As the night progressed, I dealt more than one, wonderful, strange, gamble it up, $2-5 blind NLH games. You would literally have to be there to see all the things that are happening at one time and then…only then…could you truly appreciate my abilities as a dealer. The first thing that happened in the second one I dealt, Dave – illustrious leader of the lost and confused – came up with the clipboard and announced that this game would be a must move game. He asked me to give each player a card and we would take the high card as the first name on the list and the next card, etc. But Dave’s reasoning was the first card after the high card dealt would be second. That just ain’t the way it’s done. I dealt everyone a card face up and ran the order of the cards for Dave, and asked for each player’s name so Dave could record it. Shit! It took five minutes of my down.

Right after that game, I moved into another one.

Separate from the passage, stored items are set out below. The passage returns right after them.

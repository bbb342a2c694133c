//! Applies routes to connector elements and runs the reroute cascade

use std::collections::{HashSet, VecDeque};
use tracing::{debug, span, trace, warn, Level};

use super::policy::{route, Route};
use crate::core::Result;
use crate::diagram::{ConnectorId, Diagram, NodeId};

/// A connector left untouched during a reroute
#[derive(Debug, Clone, PartialEq, Eq)]
pub struct SkippedConnector {
    pub connector: ConnectorId,
    pub reason: String,
}

/// What one reroute pass touched
#[derive(Debug, Clone, Default, PartialEq, Eq)]
pub struct RerouteReport {
    /// Connectors whose geometry was rewritten, in processing order
    pub rerouted: Vec<ConnectorId>,
    /// Connectors that could not be routed
    pub skipped: Vec<SkippedConnector>,
}

impl RerouteReport {
    pub fn is_empty(&self) -> bool {
        self.rerouted.is_empty() && self.skipped.is_empty()
    }

    /// Whether `connector` was rewritten in this pass
    pub fn contains(&self, connector: ConnectorId) -> bool {
        self.rerouted.contains(&connector)
    }
}

/// Connector router
///
/// Each connector's geometry depends only on the positions of its source and
/// target. Moving a node therefore invalidates its incoming connectors and
/// those of its downstream targets.
#[derive(Debug, Clone, Copy, Default)]
pub struct ConnectorRouter;

impl ConnectorRouter {
    pub fn new() -> Self {
        Self
    }

    /// Reroute everything that depends on the position of `moved`
    ///
    /// Walks the dependency graph breadth-first from `moved`. Each visited node
    /// has its incoming connectors rerouted once. Only nodes whose position
    /// changed expand to their successors.
    pub fn reroute_from(&self, diagram: &mut Diagram, moved: NodeId) -> RerouteReport {
        let reroute_span = span!(Level::DEBUG, "reroute_from", node = %diagram.node(moved).id);
        let _enter = reroute_span.enter();

        let mut report = RerouteReport::default();
        let mut visited_nodes: HashSet<NodeId> = HashSet::from([moved]);
        let mut visited_connectors: HashSet<ConnectorId> = HashSet::new();
        let mut queue: VecDeque<(NodeId, bool)> = VecDeque::from([(moved, true)]);

        while let Some((node, position_changed)) = queue.pop_front() {
            trace!(node = %diagram.node(node).id, position_changed, "Visiting node");

            let incoming = diagram.incoming(node).to_vec();
            for connector in incoming {
                if visited_connectors.insert(connector) {
                    self.reroute_into(diagram, connector, &mut report);
                }
            }

            if position_changed {
                let successors: Vec<NodeId> = diagram.successors(node).collect();
                for successor in successors {
                    if visited_nodes.insert(successor) {
                        queue.push_back((successor, false));
                    }
                }
            }
        }

        debug!(
            rerouted = report.rerouted.len(),
            skipped = report.skipped.len(),
            "Reroute complete"
        );
        report
    }

    /// Route every resolved connector once, in document order
    pub fn reroute_all(&self, diagram: &mut Diagram) -> RerouteReport {
        let reroute_span = span!(Level::DEBUG, "reroute_all");
        let _enter = reroute_span.enter();

        let mut report = RerouteReport::default();
        let connectors: Vec<ConnectorId> = diagram.connectors().map(|(id, _)| id).collect();
        for connector in connectors {
            self.reroute_into(diagram, connector, &mut report);
        }
        debug!(rerouted = report.rerouted.len(), "Initial routing complete");
        report
    }

    /// Recompute and write one connector's geometry
    pub fn reroute_connector(&self, diagram: &mut Diagram, id: ConnectorId) -> Result<Route> {
        let connector = diagram.connector(id).clone();
        let source = diagram.position(connector.source)?;
        let target = diagram.position(connector.target)?;
        let route = route(source, target, diagram.metrics());

        trace!(
            connector = %connector.id,
            start_edge = ?route.start_edge,
            approach = %route.approach,
            "Routing connector"
        );

        let document = diagram.document_mut();
        for (element, segment) in [
            (connector.segment_a, route.segment_a),
            (connector.segment_b, route.segment_b),
        ] {
            document.set_coord(element, "x1", segment.start.x);
            document.set_coord(element, "y1", segment.start.y);
            document.set_coord(element, "x2", segment.end.x);
            document.set_coord(element, "y2", segment.end.y);
        }

        if let Some(arrow) = connector.arrow {
            document.set_coord(arrow, "x", route.arrow.anchor.x);
            document.set_coord(arrow, "y", route.arrow.anchor.y);
            document.set_attribute(arrow, "transform", route.arrow.transform());
        }

        Ok(route)
    }

    fn reroute_into(&self, diagram: &mut Diagram, id: ConnectorId, report: &mut RerouteReport) {
        match self.reroute_connector(diagram, id) {
            Ok(_) => report.rerouted.push(id),
            Err(e) => {
                warn!(connector = %diagram.connector(id).id, error = %e, "Skipping connector");
                report.skipped.push(SkippedConnector {
                    connector: id,
                    reason: e.to_string(),
                });
            }
        }
    }
}

#[cfg(test)]
mod tests {
    use super::*;
    use crate::core::Point;

    // a -> b -> c, plus d -> b
    const GRAPH: &str = r#"<svg>
        <rect id="a" class="draggable" x="0" y="0"/>
        <rect id="b" class="draggable" x="400" y="0"/>
        <rect id="c" class="draggable" x="800" y="0"/>
        <rect id="d" class="draggable" x="0" y="300"/>
        <line id="post_a_pre_b-SegmentA"/><line id="post_a_pre_b-SegmentB"/>
        <line id="post_b_pre_c-SegmentA"/><line id="post_b_pre_c-SegmentB"/>
        <line id="post_d_pre_b-SegmentA"/><line id="post_d_pre_b-SegmentB"/>
        <image id="post_a_pre_b-arrow"/>
    </svg>"#;

    fn connector(diagram: &Diagram, name: &str) -> ConnectorId {
        diagram.connector_by_name(name).unwrap()
    }

    #[test]
    fn test_moving_source_reroutes_downstream_incoming() {
        let mut diagram = Diagram::load(GRAPH, "g.svg").unwrap();
        let a = diagram.node_by_name("a").unwrap();
        let report = ConnectorRouter::new().reroute_from(&mut diagram, a);

        // b's incoming connectors, both of them, and nothing else
        assert_eq!(report.rerouted.len(), 2);
        assert!(report.contains(connector(&diagram, "post_a_pre_b")));
        assert!(report.contains(connector(&diagram, "post_d_pre_b")));
        assert!(!report.contains(connector(&diagram, "post_b_pre_c")));
    }

    #[test]
    fn test_moving_middle_node_reroutes_both_sides_once() {
        let mut diagram = Diagram::load(GRAPH, "g.svg").unwrap();
        let b = diagram.node_by_name("b").unwrap();
        let report = ConnectorRouter::new().reroute_from(&mut diagram, b);

        assert_eq!(report.rerouted.len(), 3);
        let unique: HashSet<_> = report.rerouted.iter().collect();
        assert_eq!(unique.len(), 3);
    }

    #[test]
    fn test_route_is_written_to_elements() {
        let mut diagram = Diagram::load(GRAPH, "g.svg").unwrap();
        let id = connector(&diagram, "post_a_pre_b");
        ConnectorRouter::new().reroute_connector(&mut diagram, id).unwrap();

        let c = diagram.connector(id).clone();
        let doc = diagram.document();
        assert_eq!(doc.attribute(c.segment_a, "x1"), Some("300"));
        assert_eq!(doc.attribute(c.segment_a, "y1"), Some("50"));
        assert_eq!(doc.attribute(c.segment_a, "x2"), Some("370"));
        assert_eq!(doc.attribute(c.segment_b, "x1"), Some("370"));
        assert_eq!(doc.attribute(c.segment_b, "x2"), Some("400"));
        let arrow = c.arrow.unwrap();
        assert_eq!(doc.attribute(arrow, "transform"), Some("rotate(0 379 38)"));
    }

    #[test]
    fn test_missing_arrow_still_routes_segments() {
        let mut diagram = Diagram::load(GRAPH, "g.svg").unwrap();
        let id = connector(&diagram, "post_b_pre_c");
        let route = ConnectorRouter::new().reroute_connector(&mut diagram, id).unwrap();
        assert_eq!(route.segment_a.start, Point::new(700.0, 50.0));
    }

    #[test]
    fn test_unreadable_position_is_skipped() {
        let markup = GRAPH.replace(r#"id="d" class="draggable" x="0""#, r#"id="d" class="draggable" x="?""#);
        let mut diagram = Diagram::load(&markup, "g.svg").unwrap();
        let report = ConnectorRouter::new().reroute_all(&mut diagram);
        assert_eq!(report.rerouted.len(), 2);
        assert_eq!(report.skipped.len(), 1);
        assert_eq!(report.skipped[0].connector, connector(&diagram, "post_d_pre_b"));
    }
}
//! Destinations for exported artifacts

use std::path::{Path, PathBuf};
use tracing::{debug, info, span, Level};

use crate::core::{ExportConfig, Result};

use super::{ExportArtifact, MoveLog};

/// Where notices and downloads go
///
/// The browser build shows notices with `window.alert` and downloads through a
/// temporary link. Native hosts can write into a directory instead.
pub trait SaveSink {
    /// Surface a short message to the user
    fn notify(&mut self, message: &str);

    /// Deliver one artifact
    fn download(&mut self, artifact: &ExportArtifact) -> Result<()>;
}

/// Result of an export request
#[derive(Debug, Clone, PartialEq, Eq)]
pub enum ExportOutcome {
    /// The move-log was empty; only the notice was shown
    NothingMoved,
    /// One artifact with this file name was delivered
    Downloaded(String),
}

/// Export the move-log of the diagram at `location` into `sink`
///
/// The log is left untouched, so exporting twice yields the same file.
pub fn generate_save_file(
    log: &MoveLog,
    location: &str,
    config: &ExportConfig,
    sink: &mut dyn SaveSink,
) -> Result<ExportOutcome> {
    let export_span = span!(Level::INFO, "generate_save_file", entries = log.len());
    let _enter = export_span.enter();

    if log.is_empty() {
        debug!("Move-log empty, nothing to export");
        sink.notify(&config.notice);
        return Ok(ExportOutcome::NothingMoved);
    }

    let artifact = ExportArtifact::from_move_log(log, location, config)?;
    sink.download(&artifact)?;
    info!(file_name = %artifact.file_name, "Exported positions");
    Ok(ExportOutcome::Downloaded(artifact.file_name))
}

/// Writes artifacts into a directory
#[derive(Debug, Clone)]
pub struct DirectorySink {
    dir: PathBuf,
    notices: Vec<String>,
    written: Vec<PathBuf>,
}

impl DirectorySink {
    pub fn new(dir: impl AsRef<Path>) -> Self {
        Self {
            dir: dir.as_ref().to_path_buf(),
            notices: Vec::new(),
            written: Vec::new(),
        }
    }

    pub fn dir(&self) -> &Path {
        &self.dir
    }

    /// Notices received so far
    pub fn notices(&self) -> &[String] {
        &self.notices
    }

    /// Paths of the files written so far
    pub fn written(&self) -> &[PathBuf] {
        &self.written
    }
}

impl SaveSink for DirectorySink {
    fn notify(&mut self, message: &str) {
        info!(%message, "Export notice");
        self.notices.push(message.to_string());
    }

    fn download(&mut self, artifact: &ExportArtifact) -> Result<()> {
        let path = self.dir.join(&artifact.file_name);
        std::fs::write(&path, &artifact.contents)?;
        debug!(path = %path.display(), "Wrote artifact");
        self.written.push(path);
        Ok(())
    }
}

This was insanity. No one’s fault really, just the way it came down. I had two seats open, players were coming in from other games, several players went broke in hands and I sold all the chips out of my rack…no cash on the table in this game. I couldn’t beg, borrow, or steal a chip runner, and even if I could the line was 19 customers long at the Cage…one cashier on duty. Nothing was moving except the action.

Dave announced I had a player coming in; the player for the 1s told me that he would get his own chips. During hands dealt, players going all in, mass confusion, seat changes, and catastrophic events known only in the poker realm, the new player was at the cage for ten minutes. During this time period, I called Kamell, (shift supervisor) and told him I needed a fill and couldn’t get player’s chips. He tried to help but the back up at the cashier left everyone in a mess.

While this was going on, Dave arrived with a new player for the 1s. I told him I didn’t have a seat open and that I hadn’t called the seat open. At the same time my player arrived…finally had his chips…and Dave queried him as to where he was coming from. I interjected. I told Dave that he’d been sent ten minutes ago and had gone to get his own chips and I hadn’t called the seat open. Dave gave him the third degree on what was his name, where was he at on the list, etc…

I jumped in again and told Dave that I hadn’t called the seat open because it wasn’t open and the seat belonged to this guy. Dave left with that confused look on his face. In the meantime the action was hopping, the game was in overdrive.

The 3s opened. Hello Flash!. None other than the little M&M AKA Flash arrived for it. The 1s said he would like the 3s, Flash said he wasn’t moving. I said the 1s had priority as a player in the game and Flash said the floorman told him to sit there and he was sitting there. Can’t someone light the strip of cloth hanging out of that damn bottle?

The 1s relinquished and said it was “OK,” and Flash was in the big blind. I asked him if he was ready for the blind and he replied, “No! I don’t like the way I’ve been treated.”

Well kiss my grits!

I must have done a “W-H-A-T?” The 7s, found out later his name was Chris, was laughing with me and about ready to fall off his chair. Max, God bless him, was in the 10s and made some statement about “you should wait…you’ve got the best dealer in the house and you want to wait for someone else”.

I dealt the hand, dealing Flash out, and looked right at Flash, “How have you been treated?”

He replied, “I just don’t like to be treated that way,” as if I’d done something evil to him.

Chris told everyone at the table that Flash wouldn’t last a half hour in the game…he’d be broke.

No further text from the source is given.